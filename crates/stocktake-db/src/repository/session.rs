//! # Session Repository
//!
//! Inventory sessions, read together with their zone.
//!
//! ## Session Lifecycle
//! ```text
//! ┌─────────────────────────────────────────────────────────────────────────┐
//! │                       Session Lifecycle                                 │
//! │                                                                         │
//! │  1. OPEN                                                               │
//! │     └── open() → INSERT session + zone available → in_inventory        │
//! │                                                                         │
//! │  2. CLOSE COUNTING                                                     │
//! │     └── close_counting() → UPDATE observations                         │
//! │                           + zone in_inventory → in_verification        │
//! │                                                                         │
//! │  3. VERIFY (VerificationRepository::record)                            │
//! │     └── INSERT verification (+ details) + zone → available             │
//! │                                                                         │
//! │  Each step is one transaction. The zone update is a compare-and-set,   │
//! │  so a step either fully happens or leaves no trace.                    │
//! └─────────────────────────────────────────────────────────────────────────┘
//! ```

use chrono::{DateTime, Utc};
use sqlx::SqlitePool;
use tracing::debug;

use stocktake_core::{
    BranchId, GroupId, NewSession, Session, SessionId, SessionWithZone, UserId, VerificationId,
    Zone, ZoneId, ZoneState,
};

use crate::error::{DbError, DbResult};
use crate::repository::zone::transition;

/// Flat row of the session ⋈ zone ⟕ verification join, plus the zone's
/// newest session id.
#[derive(Debug, sqlx::FromRow)]
struct SessionZoneRow {
    session_id: SessionId,
    zone_id: ZoneId,
    group_id: GroupId,
    started_by: UserId,
    started_at: DateTime<Utc>,
    observations: String,
    zone_name: String,
    branch_id: BranchId,
    area_manager_id: UserId,
    zone_state: ZoneState,
    verification_id: Option<VerificationId>,
    current_session_id: SessionId,
}

impl From<SessionZoneRow> for SessionWithZone {
    fn from(row: SessionZoneRow) -> Self {
        SessionWithZone {
            session: Session {
                id: row.session_id,
                zone_id: row.zone_id,
                group_id: row.group_id,
                started_by: row.started_by,
                started_at: row.started_at,
                observations: row.observations,
            },
            zone: Zone {
                id: row.zone_id,
                name: row.zone_name,
                branch_id: row.branch_id,
                area_manager_id: row.area_manager_id,
                state: row.zone_state,
            },
            verification_id: row.verification_id,
            current_session_id: row.current_session_id,
        }
    }
}

const SESSION_WITH_ZONE_SELECT: &str = r#"
    SELECT
        s.id            AS session_id,
        s.zone_id       AS zone_id,
        s.group_id      AS group_id,
        s.started_by    AS started_by,
        s.started_at    AS started_at,
        s.observations  AS observations,
        z.name          AS zone_name,
        z.branch_id     AS branch_id,
        z.area_manager_id AS area_manager_id,
        z.state         AS zone_state,
        v.id            AS verification_id,
        (SELECT MAX(c.id) FROM inventory_sessions c WHERE c.zone_id = s.zone_id)
                        AS current_session_id
    FROM inventory_sessions s
    JOIN zones z ON z.id = s.zone_id
    LEFT JOIN verifications v ON v.session_id = s.id
"#;

/// Repository for inventory session operations.
#[derive(Debug, Clone)]
pub struct SessionRepository {
    pool: SqlitePool,
}

impl SessionRepository {
    /// Creates a new SessionRepository.
    pub fn new(pool: SqlitePool) -> Self {
        SessionRepository { pool }
    }

    /// Gets a session together with its zone and verification marker.
    pub async fn get_with_zone(&self, id: SessionId) -> DbResult<Option<SessionWithZone>> {
        let sql = format!("{SESSION_WITH_ZONE_SELECT} WHERE s.id = ?1");

        let row = sqlx::query_as::<_, SessionZoneRow>(&sql)
            .bind(id)
            .fetch_optional(&self.pool)
            .await?;

        Ok(row.map(SessionWithZone::from))
    }

    /// Lists every session of every zone in a branch, newest first.
    pub async fn list_by_branch(&self, branch_id: BranchId) -> DbResult<Vec<SessionWithZone>> {
        let sql = format!(
            "{SESSION_WITH_ZONE_SELECT} WHERE z.branch_id = ?1 ORDER BY s.started_at DESC, s.id DESC"
        );

        let rows = sqlx::query_as::<_, SessionZoneRow>(&sql)
            .bind(branch_id)
            .fetch_all(&self.pool)
            .await?;

        Ok(rows.into_iter().map(SessionWithZone::from).collect())
    }

    /// Creates a session and moves its zone from `from` to `to`.
    ///
    /// ## Transaction
    /// ```text
    /// BEGIN
    ///   UPDATE zones SET state = to WHERE id = ? AND state = from   (must hit 1 row)
    ///   INSERT INTO inventory_sessions ...
    /// COMMIT
    /// ```
    pub async fn open(
        &self,
        new: &NewSession,
        from: ZoneState,
        to: ZoneState,
    ) -> DbResult<Session> {
        debug!(zone_id = new.zone_id, group_id = new.group_id, "Opening session");

        let mut tx = self.pool.begin().await?;

        transition(&mut tx, new.zone_id, from, to).await?;

        let result = sqlx::query(
            r#"
            INSERT INTO inventory_sessions (zone_id, group_id, started_by, started_at, observations)
            VALUES (?1, ?2, ?3, ?4, ?5)
            "#,
        )
        .bind(new.zone_id)
        .bind(new.group_id)
        .bind(new.started_by)
        .bind(new.started_at)
        .bind(&new.observations)
        .execute(&mut *tx)
        .await?;

        tx.commit().await?;

        Ok(Session {
            id: result.last_insert_rowid(),
            zone_id: new.zone_id,
            group_id: new.group_id,
            started_by: new.started_by,
            started_at: new.started_at,
            observations: new.observations.clone(),
        })
    }

    /// Stores the final observation log and moves the zone from `from` to `to`.
    pub async fn close_counting(
        &self,
        session_id: SessionId,
        zone_id: ZoneId,
        observations: &str,
        from: ZoneState,
        to: ZoneState,
    ) -> DbResult<()> {
        debug!(session_id, zone_id, "Closing count");

        let mut tx = self.pool.begin().await?;

        let result = sqlx::query(
            r#"
            UPDATE inventory_sessions
            SET observations = ?3
            WHERE id = ?1 AND zone_id = ?2
            "#,
        )
        .bind(session_id)
        .bind(zone_id)
        .bind(observations)
        .execute(&mut *tx)
        .await?;

        if result.rows_affected() == 0 {
            return Err(DbError::not_found("Session", session_id));
        }

        transition(&mut tx, zone_id, from, to).await?;

        tx.commit().await?;

        Ok(())
    }
}

// =============================================================================
// Unit Tests
// =============================================================================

*THE TASK*: Please transcribe the data shown above in full, exactly as it stands.

*TASK RESPONSE*:
filename crates/stocktake-db/src/repository/session.rs
//! # Session Repository
//!
//! Inventory sessions, read together with their zone.
//!
//! ## Session Lifecycle
//! ```text
//! ┌─────────────────────────────────────────────────────────────────────────┐
//! │                       Session Lifecycle                                 │
//! │                                                                         │
//! │  1. OPEN                                                               │
//! │     └── open() → INSERT session + zone available → in_inventory        │
//! │                                                                         │
//! │  2. CLOSE COUNTING                                                     │
//! │     └── close_counting() → UPDATE observations                         │
//! │                           + zone in_inventory → in_verification        │
//! │                                                                         │
//! │  3. VERIFY (VerificationRepository::record)                            │
//! │     └── INSERT verification (+ details) + zone → available             │
//! │                                                                         │
//! │  Each step is one transaction. The zone update is a compare-and-set,   │
//! │  so a step either fully happens or leaves no trace.                    │
//! └─────────────────────────────────────────────────────────────────────────┘
//! ```

use chrono::{DateTime, Utc};
use sqlx::SqlitePool;
use tracing::debug;

use stocktake_core::{
    BranchId, GroupId, NewSession, Session, SessionId, SessionWithZone, UserId, VerificationId,
    Zone, ZoneId, ZoneState,
};

use crate::error::{DbError, DbResult};
use crate::repository::zone::transition;

/// Flat row of the session ⋈ zone ⟕ verification join, plus the zone's
/// newest session id.
#[derive(Debug, sqlx::FromRow)]
struct SessionZoneRow {
    session_id: SessionId,
    zone_id: ZoneId,
    group_id: GroupId,
    started_by: UserId,
    started_at: DateTime<Utc>,
    observations: String,
    zone_name: String,
    branch_id: BranchId,
    area_manager_id: UserId,
    zone_state: ZoneState,
    verification_id: Option<VerificationId>,
    current_session_id: SessionId,
}

impl From<SessionZoneRow> for SessionWithZone {
    fn from(row: SessionZoneRow) -> Self {
        SessionWithZone {
            session: Session {
                id: row.session_id,
                zone_id: row.zone_id,
                group_id: row.group_id,
                started_by: row.started_by,
                started_at: row.started_at,
                observations: row.observations,
            },
            zone: Zone {
                id: row.zone_id,
                name: row.zone_name,
                branch_id: row.branch_id,
                area_manager_id: row.area_manager_id,
                state: row.zone_state,
            },
            verification_id: row.verification_id,
            current_session_id: row.current_session_id,
        }
    }
}

const SESSION_WITH_ZONE_SELECT: &str = r#"
    SELECT
        s.id            AS session_id,
        s.zone_id       AS zone_id,
        s.group_id      AS group_id,
        s.started_by    AS started_by,
        s.started_at    AS started_at,
        s.observations  AS observations,
        z.name          AS zone_name,
        z.branch_id     AS branch_id,
        z.area_manager_id AS area_manager_id,
        z.state         AS zone_state,
        v.id            AS verification_id,
        (SELECT MAX(c.id) FROM inventory_sessions c WHERE c.zone_id = s.zone_id)
                        AS current_session_id
    FROM inventory_sessions s
    JOIN zones z ON z.id = s.zone_id
    LEFT JOIN verifications v ON v.session_id = s.id
"#;

/// Repository for inventory session operations.
#[derive(Debug, Clone)]
pub struct SessionRepository {
    pool: SqlitePool,
}

impl SessionRepository {
    /// Creates a new SessionRepository.
    pub fn new(pool: SqlitePool) -> Self {
        SessionRepository { pool }
    }

    /// Gets a session together with its zone and verification marker.
    pub async fn get_with_zone(&self, id: SessionId) -> DbResult<Option<SessionWithZone>> {
        let sql = format!("{SESSION_WITH_ZONE_SELECT} WHERE s.id = ?1");

        let row = sqlx::query_as::<_, SessionZoneRow>(&sql)
            .bind(id)
            .fetch_optional(&self.pool)
            .await?;

        Ok(row.map(SessionWithZone::from))
    }

    /// Lists every session of every zone in a branch, newest first.
    pub async fn list_by_branch(&self, branch_id: BranchId) -> DbResult<Vec<SessionWithZone>> {
        let sql = format!(
            "{SESSION_WITH_ZONE_SELECT} WHERE z.branch_id = ?1 ORDER BY s.started_at DESC, s.id DESC"
        );

        let rows = sqlx::query_as::<_, SessionZoneRow>(&sql)
            .bind(branch_id)
            .fetch_all(&self.pool)
            .await?;

        Ok(rows.into_iter().map(SessionWithZone::from).collect())
    }

    /// Creates a session and moves its zone from `from` to `to`.
    ///
    /// ## Transaction
    /// ```text
    /// BEGIN
    ///   UPDATE zones SET state = to WHERE id = ? AND state = from   (must hit 1 row)
    ///   INSERT INTO inventory_sessions ...
    /// COMMIT
    /// ```
    pub async fn open(
        &self,
        new: &NewSession,
        from: ZoneState,
        to: ZoneState,
    ) -> DbResult<Session> {
        debug!(zone_id = new.zone_id, group_id = new.group_id, "Opening session");

        let mut tx = self.pool.begin().await?;

        transition(&mut tx, new.zone_id, from, to).await?;

        let result = sqlx::query(
            r#"
            INSERT INTO inventory_sessions (zone_id, group_id, started_by, started_at, observations)
            VALUES (?1, ?2, ?3, ?4, ?5)
            "#,
        )
        .bind(new.zone_id)
        .bind(new.group_id)
        .bind(new.started_by)
        .bind(new.started_at)
        .bind(&new.observations)
        .execute(&mut *tx)
        .await?;

        tx.commit().await?;

        Ok(Session {
            id: result.last_insert_rowid(),
            zone_id: new.zone_id,
            group_id: new.group_id,
            started_by: new.started_by,
            started_at: new.started_at,
            observations: new.observations.clone(),
        })
    }

    /// Stores the final observation log and moves the zone from `from` to `to`.
    pub async fn close_counting(
        &self,
        session_id: SessionId,
        zone_id: ZoneId,
        observations: &str,
        from: ZoneState,
        to: ZoneState,
    ) -> DbResult<()> {
        debug!(session_id, zone_id, "Closing count");

        let mut tx = self.pool.begin().await?;

        let result = sqlx::query(
            r#"
            UPDATE inventory_sessions
            SET observations = ?3
            WHERE id = ?1 AND zone_id = ?2
            "#,
        )
        .bind(session_id)
        .bind(zone_id)
        .bind(observations)
        .execute(&mut *tx)
        .await?;

        if result.rows_affected() == 0 {
            return Err(DbError::not_found("Session", session_id));
        }

        transition(&mut tx, zone_id, from, to).await?;

        tx.commit().await?;

        Ok(())
    }
}

// =============================================================================
// Unit Tests
// =============================================================================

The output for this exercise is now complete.